Expected output: 7 evolved prompt templates ranked by score, with the best
landing around 0.6–0.8 (the seed `Say {{ phrase }}` scored 0.000).

## Defining a Custom Problem

The skill ships `templates/custom_problem_template.py` — copy, edit, run.
Three things you must define:

1. **`Organism`** — a Pydantic `BaseModel` subclass holding the artifact being
   evolved (`prompt_template: str`, `regex_pattern: str`, `sql_query: str`,
   `code_block: str`, etc.). Add a `run(*args)` method that exercises it.

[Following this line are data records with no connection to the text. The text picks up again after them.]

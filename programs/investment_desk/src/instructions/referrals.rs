/**
 * Referral Instructions
 *
 * Referrers earn `referral_bonus_bps` of every principal their referees
 * put to work (balance investments at creation, deposits at approval).
 * The bonus accrues on the referrer's profile and is moved into available
 * balance on demand.
 *
 * Made by LabsX402 for Solana
 * https://x.com/LabsX402
 */

use anchor_lang::prelude::*;

use crate::{
    state::{PlatformConfig, Profile},
    DeskError,
    ReferralBonusAccrued,
    ReferralBonusWithdrawn,
    PROFILE_SEED,
};

// =============================================================================
// ACCRUAL
// =============================================================================

/// Credit the investor's referrer for `amount` of newly active principal
///
/// `referrer` must be the profile named by `investor.referred_by`, and must
/// be absent for investors without a referrer. Returns the accrued reward.
pub(crate) fn accrue_referral(
    config: &PlatformConfig,
    investor: &Profile,
    referrer: Option<&mut Profile>,
    amount: u64,
) -> Result<u64> {
    let referrer = match (investor.referred_by, referrer) {
        (None, None) => return Ok(0),
        (Some(referred_by), Some(referrer)) => {
            require_keys_eq!(referrer.owner, referred_by, DeskError::ReferrerMismatch);
            referrer
        }
        _ => return err!(DeskError::ReferrerMismatch),
    };

    let reward = config.referral_reward(amount)?;
    if reward == 0 {
        return Ok(0);
    }

    referrer.accrue_referral_bonus(reward)?;

    emit!(ReferralBonusAccrued {
        referrer: referrer.owner,
        referee: investor.owner,
        reward,
    });

    msg!("Referral reward {} accrued to {}", reward, referrer.owner);

    Ok(reward)
}

// =============================================================================
// WITHDRAW REFERRAL BONUS
// =============================================================================

#[derive(Accounts)]
pub struct WithdrawReferralBonus<'info> {
    pub owner: Signer<'info>,

    #[account(
        mut,
        seeds = [PROFILE_SEED, owner.key().as_ref()],
        bump = profile.bump,
        has_one = owner @ DeskError::Unauthorized,
    )]
    pub profile: Account<'info, Profile>,
}

pub fn withdraw_handler(ctx: Context<WithdrawReferralBonus>) -> Result<u64> {
    let profile = &mut ctx.accounts.profile;
    profile.ensure_active()?;

    let amount = profile.take_referral_bonus()?;

    emit!(ReferralBonusWithdrawn {
        owner: profile.owner,
        amount,
        available_balance: profile.available_balance,
    });

    msg!("Referral bonus {} moved to available balance", amount);

    Ok(amount)
}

2. **`Evaluator`** — `.evaluate(organism) -> EvaluationResult(score=..., trainable_failure_cases=[...], holdout_failure_cases=[...], is_viable=True)`.
   - **`score`** is in `[0, 1]`. Higher is better.
   - **`trainable_failure_cases`** — what the mutator sees. Include enough
     context (input, expected, actual) for the LLM to diagnose.
   - **`holdout_failure_cases`** — kept out of the mutator's view. Use these
     to detect overfitting.
   - **`is_viable=True`** unless the organism is completely broken (raises,
     returns None, etc.). A 0-score viable organism is fine — it just gets
     down-weighted in parent selection.

3. **`Mutator`** — `.mutate(organism, failure_cases, learning_log_entries) -> list[Organism]`.
   Typically: build an LLM prompt that includes the current organism + a
   failure case + an ask to propose a fix; parse the LLM's response; return
   a new `Organism`. Return `[]` on parse failure — the loop handles it.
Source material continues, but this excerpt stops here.